COM and Language Independence

In COM, clients and objects must communicate through vTables. This means that COM objects as well as COM clients must be savvy in their use of function pointers. Luckily, the compiler helps C++ programmers by doing most of the work behind the scenes. C programmers aren't so lucky. To create a COM object in C, you must simulate a C++-style vTable by manually creating and populating an array of function pointers. On the client side, you must manually acquire the function pointer and explicitly invoke the method through it. This makes straight C unattractive for writing COM code by hand.

But what about Visual Basic and Java programmers? Many developer tools and languages such as these have no built-in support for dealing with function pointers. To create or use COM objects, a development tool or language must follow the rules in the COM Specification, which state that vTable binding must be used to conduct all client-object communications. Many higher-level tools and languages need assistance to be able to participate in COM programming.

Visual Basic provides this assistance by adding support to its compiler and adding a Visual Basic-to-COM mapping layer in the run-time engine. After all, the COM Specification defines the rules clearly.

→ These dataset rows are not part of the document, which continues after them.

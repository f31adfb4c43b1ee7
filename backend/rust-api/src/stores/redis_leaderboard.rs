use async_trait::async_trait;
use redis::aio::ConnectionManager;

use super::Leaderboard;
use crate::error::StoreError;
use crate::metrics::track_store_operation;
use crate::models::{Board, LeaderboardEntry, RankedEntry};

/// Leaderboard kept in two Redis sorted sets, `leaderboard:score` and
/// `leaderboard:streak`, both keyed by username.
pub struct RedisLeaderboard {
    redis: ConnectionManager,
}

impl RedisLeaderboard {
    pub fn new(redis: ConnectionManager) -> Self {
        Self { redis }
    }
}

/// ZREVRANGE ... WITHSCORES replies `[member, score, member, score, ...]`.
fn parse_ranked(reply: Vec<String>) -> Result<Vec<RankedEntry>, StoreError> {
    reply
        .chunks(2)
        .map(|pair| match pair {
            [username, value] => value
                .parse::<f64>()
                .map(|value| RankedEntry {
                    username: username.clone(),
                    value,
                })
                .map_err(|e| {
                    StoreError::Backend(anyhow::anyhow!(
                        "Invalid leaderboard score {:?} for {}: {}",
                        value,
                        username,
                        e
                    ))
                }),
            _ => Err(StoreError::Backend(anyhow::anyhow!(
                "Odd-length WITHSCORES reply"
            ))),
        })
        .collect()
}

#[async_trait]
impl Leaderboard for RedisLeaderboard {
    fn kind(&self) -> &'static str {
        "redis"
    }

    async fn ping(&self) -> Result<(), StoreError> {
        let mut conn = self.redis.clone();
        redis::cmd("PING").query_async::<String>(&mut conn).await?;
        Ok(())
    }

    async fn upsert(&self, username: &str, score: u64, streak: u32) -> Result<(), StoreError> {
        let mut conn = self.redis.clone();
        track_store_operation("redis", "leaderboard.zadd", async {
            redis::pipe()
                .atomic()
                .cmd("ZADD")
                .arg(Board::Score.key())
                .arg(score)
                .arg(username)
                .ignore()
                .cmd("ZADD")
                .arg(Board::Streak.key())
                .arg(streak)
                .arg(username)
                .ignore()
                .query_async::<()>(&mut conn)
                .await
        })
        .await?;
        Ok(())
    }

    async fn top(&self, board: Board, limit: usize) -> Result<Vec<RankedEntry>, StoreError> {
        if limit == 0 {
            return Ok(Vec::new());
        }
        let mut conn = self.redis.clone();
        let reply: Vec<String> = track_store_operation("redis", "leaderboard.zrevrange", async {
            redis::cmd("ZREVRANGE")
                .arg(board.key())
                .arg(0)
                .arg(limit - 1)
                .arg("WITHSCORES")
                .query_async(&mut conn)
                .await
        })
        .await?;
        parse_ranked(reply)
    }

    async fn top_with_streaks(&self, limit: usize) -> Result<Vec<LeaderboardEntry>, StoreError> {
        let top = self.top(Board::Score, limit).await?;
        if top.is_empty() {
            return Ok(Vec::new());
        }

        let mut pipe = redis::pipe();
        for entry in &top {
            pipe.cmd("ZSCORE")
                .arg(Board::Streak.key())
                .arg(&entry.username);
        }
        let mut conn = self.redis.clone();
        let streaks: Vec<Option<f64>> = track_store_operation("redis", "leaderboard.zscore", async {
            pipe.query_async(&mut conn).await
        })
        .await?;

        Ok(top
            .into_iter()
            .zip(streaks)
            .map(|(entry, streak)| LeaderboardEntry {
                username: entry.username,
                score: entry.value.max(0.0) as u64,
                streak: streak.unwrap_or(0.0).max(0.0) as u32,
            })
            .collect())
    }
}
use anyhow::{Context, Result};
use std::path::Path;
use tokio::fs;

use crate::config::Config;
use crate::models::{Question, QuestionSeed};
use crate::stores::QuestionCatalog;

fn parse_seed(contents: &str) -> Result<Vec<Question>> {
    let seeds: Vec<QuestionSeed> =
        serde_json::from_str(contents).context("Failed to deserialize question seed payload")?;
    Ok(seeds.into_iter().map(QuestionSeed::into_question).collect())
}

/// Loads `catalog.seed_file` into an empty catalog. A catalog that already
/// holds questions is left untouched. Returns the number of inserted questions.
pub async fn bootstrap(config: &Config, catalog: &dyn QuestionCatalog) -> Result<usize> {
    let path = match &config.catalog_seed_file {
        Some(path) => Path::new(path),
        None => {
            tracing::debug!("No catalog seed file configured, skipping bootstrap");
            return Ok(0);
        }
    };

    if !path.exists() {
        tracing::warn!(
            "Catalog seed file {} not found, skipping bootstrap",
            path.display()
        );
        return Ok(0);
    }

    let existing = catalog
        .count()
        .await
        .context("Failed to count catalog questions")?;
    if existing > 0 {
        tracing::info!("Catalog already holds {} questions, seed skipped", existing);
        return Ok(0);
    }

    let contents = fs::read_to_string(path)
        .await
        .with_context(|| format!("Failed to read catalog seed file {}", path.display()))?;
    let questions = parse_seed(&contents)?;

    let inserted = catalog
        .insert_many(questions)
        .await
        .context("Failed to insert seed questions")?;
    tracing::info!("Seeded catalog with {} questions from {}", inserted, path.display());
    Ok(inserted)
}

The Visual Basic team knew exactly what it would take to make objects vTable-compliant. On the client side, the Visual Basic compiler creates the vTable binding code that is required to access a COM object. Fortunately, when a language or a tool uses a mapping layer, it can hide many of the underlying details from its programmers. This is why Visual Basic is so much easier to use than C++ for programming COM.

Introducing Interface Definition Language (IDL)

In COM, clients bind to objects at run time. However, to properly communicate with an object, a client must know a few things at compile time. In particular, it must have the following pieces of information:

  • The type of object it wants to create and use (the coclass)

  • The interface or interfaces it will use to communicate with the object

  • The calling syntax for each method in the interface or interfaces

To achieve language independence, COM must provide a universal way for servers to publish information about the interfaces and the coclasses they contain. COM has standardized on a language called interface definition language (IDL). IDL provides a way to define a set of interfaces and coclasses in a manner that is language-neutral. This means that any COM-capable language can be used to implement or use the definitions from an IDL source file. The IDL source file must be fed to the Microsoft IDL (MIDL) compiler. The MIDL compiler generates a few source files used by C and C++ programmers and a special binary database called a type library.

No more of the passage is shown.